Postponement of the Endako expansion is the second initiative by Thompson Creek to reduce planned capital expenditures until market conditions improve. It already announced postponement of the Davidson mine expansion project on November 6 2008.

Chairman and chief executive Kevin Loughrey said: "While work on the Endako expansion project will be suspended, we will leave the project in a position to start up again when the molybdenum market improves. We will complete certain activities already underway at the mine site and the purchase and storage of equipment on which we have already made partial payment.
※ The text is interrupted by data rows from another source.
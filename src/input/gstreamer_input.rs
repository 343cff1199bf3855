// 该文件是 Shijing （视镜） 项目的一部分。
// src/input/gstreamer_input.rs - GStreamer 视频文件输入
//
// 本程序遵循 GNU Affero 通用公共许可证（AGPL）许可协议。
// 本程序的发布旨在提供实用价值，但不作任何形式的担保，
// 包括但不限于对适销性或特定用途适用性的默示担保。
// 更多详情请参阅 GNU 通用公共许可证。
//
// Copyright (C) 2026 Johann Li <me@qinka.pro>, ETVP

//! # GStreamer 视频输入模块
//!
//! 使用 GStreamer 解码视频文件，逐帧输出 RGB 图像。
//!
//! ## 系统依赖
//!
//! **Ubuntu/Debian:**
//! ```bash
//! sudo apt-get install libgstreamer1.0-dev libgstreamer-plugins-base1.0-dev
//! ```
//!
//! ## 基本用法
//!
//! ```no_run
//! use shijing::{FromUrl, input::GStreamerInputPipelineBuilder};
//! use url::Url;
//!
//! # fn main() -> Result<(), Box<dyn std::error::Error>> {
//! let url = Url::parse("gst://file/data/clip.mp4?rotate=90")?;
//! let input = GStreamerInputPipelineBuilder::from_url(&url)?.build()?;
//! for frame in input {
//!     let frame = frame?;
//!     println!("帧 {}: {}x{}", frame.index, frame.width(), frame.height());
//! }
//! # Ok(())
//! # }
//! ```

use std::{collections::HashMap, time::Duration};

use gstreamer::{self as gst, prelude::*};
use gstreamer_app as gst_app;
use gstreamer_video as gst_video;
use image::RgbImage;
use thiserror::Error;
use tracing::{debug, error, info, warn};
use url::Url;

use crate::{
  FromUrl, FromUrlWithScheme,
  frame::VideoFrame,
  input::{InputError, VideoMeta},
  url_file_path,
};

const PREROLL_TIMEOUT_SECONDS: u64 = 10;

/// GStreamer 输入错误类型
#[derive(Error, Debug)]
pub enum GStreamerInputError {
  /// URI scheme 不匹配（期望 "gst://file/..."）
  #[error("URI scheme mismatch")]
  SchemeMismatch,
  /// 文件不存在或不可读
  #[error("Cannot open video file: {0}")]
  OpenError(String),
  /// GStreamer 库错误
  #[error("GStreamer error: {0}")]
  GStreamerError(#[from] gst::glib::Error),
  /// GStreamer 布尔操作错误
  #[error("GStreamer boolean error: {0}")]
  GStreamerBoolError(#[from] gst::glib::BoolError),
  /// 无法获取 appsink 元素
  #[error("Failed to get appsink element")]
  AppSinkNotFound,
  /// 无法转换元素为 appsink
  #[error("Failed to convert element to appsink")]
  AppSinkConversionFailed,
  /// 无法从 caps 获取视频信息
  #[error("Failed to get video info from caps")]
  VideoInfoError,
  /// 不支持的视频格式
  #[error("Unsupported video format")]
  UnsupportedFormat,
  /// 管道错误
  #[error("Pipeline error: {0}")]
  PipelineError(String),
  /// 播放过程中解码失败
  #[error("Decode error: {0}")]
  DecodeError(String),
  /// 缓冲区大小不匹配
  #[error("Buffer size mismatch: expected {expected} bytes, got {actual} bytes")]
  BufferSizeMismatch { expected: usize, actual: usize },
  /// 状态改变错误（通常是文件无法解码）
  #[error("State change error: {0}")]
  StateChangeError(#[from] gst::StateChangeError),
}

impl GStreamerInputError {
  pub fn is_client_error(&self) -> bool {
    matches!(
      self,
      GStreamerInputError::OpenError(_)
        | GStreamerInputError::DecodeError(_)
        | GStreamerInputError::StateChangeError(_)
        | GStreamerInputError::VideoInfoError
        | GStreamerInputError::UnsupportedFormat
        | GStreamerInputError::BufferSizeMismatch { .. }
    )
  }
}

pub enum GStreamerInputBuilderItem {
  FileSource(String),
  TargetFormat { format: String },
  VideoFlip { method: u32, direction: u32 },
}

impl GStreamerInputBuilderItem {
  fn to_pipeline(&self) -> String {
    match self {
      GStreamerInputBuilderItem::FileSource(path) => {
        format!("filesrc location=\"{}\" ! decodebin", path.replace('"', "\\\""))
      }
      GStreamerInputBuilderItem::TargetFormat { format } => {
        format!("videoconvert ! video/x-raw,format={}", format)
      }
      GStreamerInputBuilderItem::VideoFlip { method, direction } => {
        format!("videoflip method={} video-direction={}", method, direction)
      }
    }
  }
}

/// GStreamer 输入管道构建器
///
/// 地址形如 `gst://file/<path>?rotate=90`。
pub struct GStreamerInputPipelineBuilder {
  path: String,
  items: Vec<GStreamerInputBuilderItem>,
}

impl FromUrlWithScheme for GStreamerInputPipelineBuilder {
  const SCHEME: &'static str = "gst";
}

impl GStreamerInputPipelineBuilder {
  pub fn file(path: &str) -> Self {
    GStreamerInputPipelineBuilder {
      path: path.to_string(),
      items: vec![
        GStreamerInputBuilderItem::FileSource(path.to_string()),
        GStreamerInputBuilderItem::TargetFormat {
          format: "RGB".to_string(),
        },
      ],
    }
  }

  fn video_flip(rotate: Option<&str>) -> Option<GStreamerInputBuilderItem> {
    let (method, direction) = match rotate? {
      "90" => (1, 1),
      "180" => (2, 2),
      "270" => (3, 3),
      _ => return None,
    };
    Some(GStreamerInputBuilderItem::VideoFlip { method, direction })
  }

  pub fn build(self) -> Result<GStreamerInput, GStreamerInputError> {
    if !std::path::Path::new(&self.path).is_file() {
      return Err(GStreamerInputError::OpenError(self.path));
    }

    gst::init()?;

    let basic_pipeline = self
      .items
      .iter()
      .map(GStreamerInputBuilderItem::to_pipeline)
      .collect::<Vec<String>>()
      .join(" ! ");
    // 文件输入不能丢帧，也不需要按时钟同步
    let full_pipeline = format!(
      "{} ! appsink name=sink sync=false max-buffers=4 drop=false",
      basic_pipeline
    );

    info!("GStreamer pipeline description: {}", full_pipeline);

    let pipeline = gst::parse::launch(&full_pipeline)?
      .downcast::<gst::Pipeline>()
      .map_err(|_| GStreamerInputError::PipelineError("Failed to create pipeline".to_string()))?;

    let appsink = pipeline
      .by_name("sink")
      .ok_or(GStreamerInputError::AppSinkNotFound)?
      .downcast::<gst_app::AppSink>()
      .map_err(|_| GStreamerInputError::AppSinkConversionFailed)?;

    let mut input = GStreamerInput {
      pipeline,
      appsink,
      meta: VideoMeta {
        width: 0,
        height: 0,
        fps: None,
        duration: None,
      },
      frame_index: 0,
      finished: false,
    };

    // 先进入 PAUSED 完成预卷，以便读取时长和帧率
    input.pipeline.set_state(gst::State::Paused)?;
    let (result, _, _) = input
      .pipeline
      .state(gst::ClockTime::from_seconds(PREROLL_TIMEOUT_SECONDS));
    result?;

    input.meta.duration = input
      .pipeline
      .query_duration::<gst::ClockTime>()
      .map(|d| Duration::from_nanos(d.nseconds()));

    match input.appsink.pull_preroll() {
      Ok(sample) => {
        let caps = sample.caps().ok_or(GStreamerInputError::VideoInfoError)?;
        let info =
          gst_video::VideoInfo::from_caps(caps).map_err(|_| GStreamerInputError::VideoInfoError)?;
        let fps = info.fps();
        input.meta.width = info.width();
        input.meta.height = info.height();
        input.meta.fps = (fps.denom() != 0 && fps.numer() > 0)
          .then(|| fps.numer() as f64 / fps.denom() as f64);
      }
      Err(e) => {
        // 没有任何帧时预卷不会产生样本，交给抽帧器报告
        warn!("预卷未得到视频帧: {}", e);
      }
    }

    info!(
      "视频信息: {}x{}, 帧率 {:?}, 时长 {:?}",
      input.meta.width, input.meta.height, input.meta.fps, input.meta.duration
    );

    input.pipeline.set_state(gst::State::Playing)?;

    Ok(input)
  }
}

impl FromUrl for GStreamerInputPipelineBuilder {
  type Error = GStreamerInputError;

  fn from_url(url: &Url) -> Result<Self, Self::Error> {
    if url.scheme() != Self::SCHEME || url.host_str() != Some("file") {
      return Err(GStreamerInputError::SchemeMismatch);
    }

    let query: HashMap<String, String> = url
      .query_pairs()
      .map(|(k, v)| (String::from(k), String::from(v)))
      .collect();

    let mut builder = Self::file(&url_file_path(url));
    if let Some(video_flip) = Self::video_flip(query.get("rotate").map(|s| s.as_ref())) {
      builder.items.push(video_flip);
      // 旋转后重新转换为 RGB
      builder.items.push(GStreamerInputBuilderItem::TargetFormat {
        format: "RGB".to_string(),
      });
    }

    Ok(builder)
  }
}

/// GStreamer 视频输入
///
/// 管理 GStreamer 管道和 appsink，按解码顺序输出帧。
pub struct GStreamerInput {
  pipeline: gst::Pipeline,
  appsink: gst_app::AppSink,
  meta: VideoMeta,
  frame_index: u64,
  finished: bool,
}

impl Drop for GStreamerInput {
  fn drop(&mut self) {
    if let Err(e) = self.pipeline.set_state(gst::State::Null) {
      warn!("Failed to stop GStreamer pipeline: {}", e);
    }
  }
}

impl GStreamerInput {
  pub fn meta(&self) -> VideoMeta {
    self.meta
  }

  /// 取下一帧，EOS 时返回 `None`，管道出错时返回总线上的错误
  fn pull_sample(&self) -> Result<Option<gst::Sample>, GStreamerInputError> {
    match self.appsink.pull_sample() {
      Ok(sample) => Ok(Some(sample)),
      Err(_) if self.appsink.is_eos() => Ok(None),
      Err(_) => {
        let error = self
          .pipeline
          .bus()
          .and_then(|bus| bus_error(&bus))
          .unwrap_or_else(|| {
            GStreamerInputError::DecodeError("视频结束前无法读取帧".to_string())
          });
        Err(error)
      }
    }
  }
}

/// 取出总线上的第一条错误消息
fn bus_error(bus: &gst::Bus) -> Option<GStreamerInputError> {
  let message = bus.pop_filtered(&[gst::MessageType::Error])?;
  match message.view() {
    gst::MessageView::Error(err) => Some(GStreamerInputError::DecodeError(format!(
      "{} (来源: {:?}, 调试信息: {:?})",
      err.error(),
      err.src().map(|s| s.path_string()),
      err.debug()
    ))),
    _ => None,
  }
}

impl Iterator for GStreamerInput {
  type Item = Result<VideoFrame, InputError>;

  fn next(&mut self) -> Option<Self::Item> {
    if self.finished {
      return None;
    }

    let sample = match self.pull_sample() {
      Ok(Some(sample)) => sample,
      Ok(None) => {
        self.finished = true;
        debug!("视频结束, 共 {} 帧", self.frame_index);
        return None;
      }
      Err(e) => {
        error!("第 {} 帧解码失败: {}", self.frame_index, e);
        self.finished = true;
        return Some(Err(e.into()));
      }
    };

    let index = self.frame_index;
    self.frame_index += 1;
    match convert_sample(sample, index) {
      Ok(frame) => Some(Ok(frame)),
      Err(e) => {
        error!("Failed to convert sample {}: {}", index, e);
        self.finished = true;
        Some(Err(e.into()))
      }
    }
  }
}

fn convert_sample(sample: gst::Sample, index: u64) -> Result<VideoFrame, GStreamerInputError> {
  let buffer = sample
    .buffer()
    .ok_or_else(|| GStreamerInputError::PipelineError("No buffer in sample".to_string()))?;
  let caps = sample
    .caps()
    .ok_or_else(|| GStreamerInputError::PipelineError("No caps in sample".to_string()))?;

  let video_info =
    gst_video::VideoInfo::from_caps(caps).map_err(|_| GStreamerInputError::VideoInfoError)?;

  let width = video_info.width() as usize;
  let height = video_info.height() as usize;
  let stride = video_info.stride()[0] as usize;

  let map = buffer.map_readable().map_err(|e| {
    GStreamerInputError::PipelineError(format!("Failed to map buffer for reading: {}", e))
  })?;
  let data = map.as_slice();

  // 每行可能带有对齐填充
  let expected_size = stride * (height.saturating_sub(1)) + width * 3;
  if data.len() < expected_size {
    return Err(GStreamerInputError::BufferSizeMismatch {
      expected: expected_size,
      actual: data.len(),
    });
  }

  let bgr = match video_info.format() {
    gst_video::VideoFormat::Rgb => false,
    gst_video::VideoFormat::Bgr => true,
    _ => return Err(GStreamerInputError::UnsupportedFormat),
  };

  let mut pixels = Vec::with_capacity(width * height * 3);
  for row in 0..height {
    let row = &data[row * stride..row * stride + width * 3];
    if bgr {
      for px in row.chunks_exact(3) {
        pixels.extend_from_slice(&[px[2], px[1], px[0]]);
      }
    } else {
      pixels.extend_from_slice(row);
    }
  }

  let image = RgbImage::from_raw(width as u32, height as u32, pixels)
    .ok_or_else(|| GStreamerInputError::PipelineError("无法创建 RGB 图像".to_string()))?;
  let timestamp_ms = buffer.pts().map_or(0, |pts| pts.mseconds());

  Ok(VideoFrame::new(index, timestamp_ms, image))
}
All or some portion of the equipment purchased may be funded through the use of equipment financing."

The company estimates it will have cash balances of approximately CDN$225 million on December 31 2008. It also has available an undrawn CDN$35 million revolving bank credit facility.

Capital spending in 2009 is expected to be CDN$69 million, including CDN$36 million for sustaining capital expenditures and CDN$33 million for Thompson Creek’s share of Endako expansion capital expenditures.

Prior to these changes, Thompson Creek was planning capital expenditures of CDN$600 million over three years 2008 to 2010 including CDN$280 million for its share of the Endako expansion, CDN$109 million for the Davidson project and the remainder for maintenance capital expenditures. Of the CDN$600 million of capital expenditures, approximately CDN$300 million had originally been planned for 2009.

Thompson Creek expects to achieve its previously announced 2008 operational guidance for molybdenum sales of 22 million pounds, molybdenum production of 25 to 26 million pounds and average cash costs to produce molybdenum oxide of CDN$7.30 per. Management currently is not revising its production guidance of 31.5 to 34 million pounds of molybdenum in 2009.

The company added it is currently assessing potential impairments of goodwill and other assets. If the current weak market conditions continue through the end of this year, it may be required to record impairments against goodwill and potentially against other assets.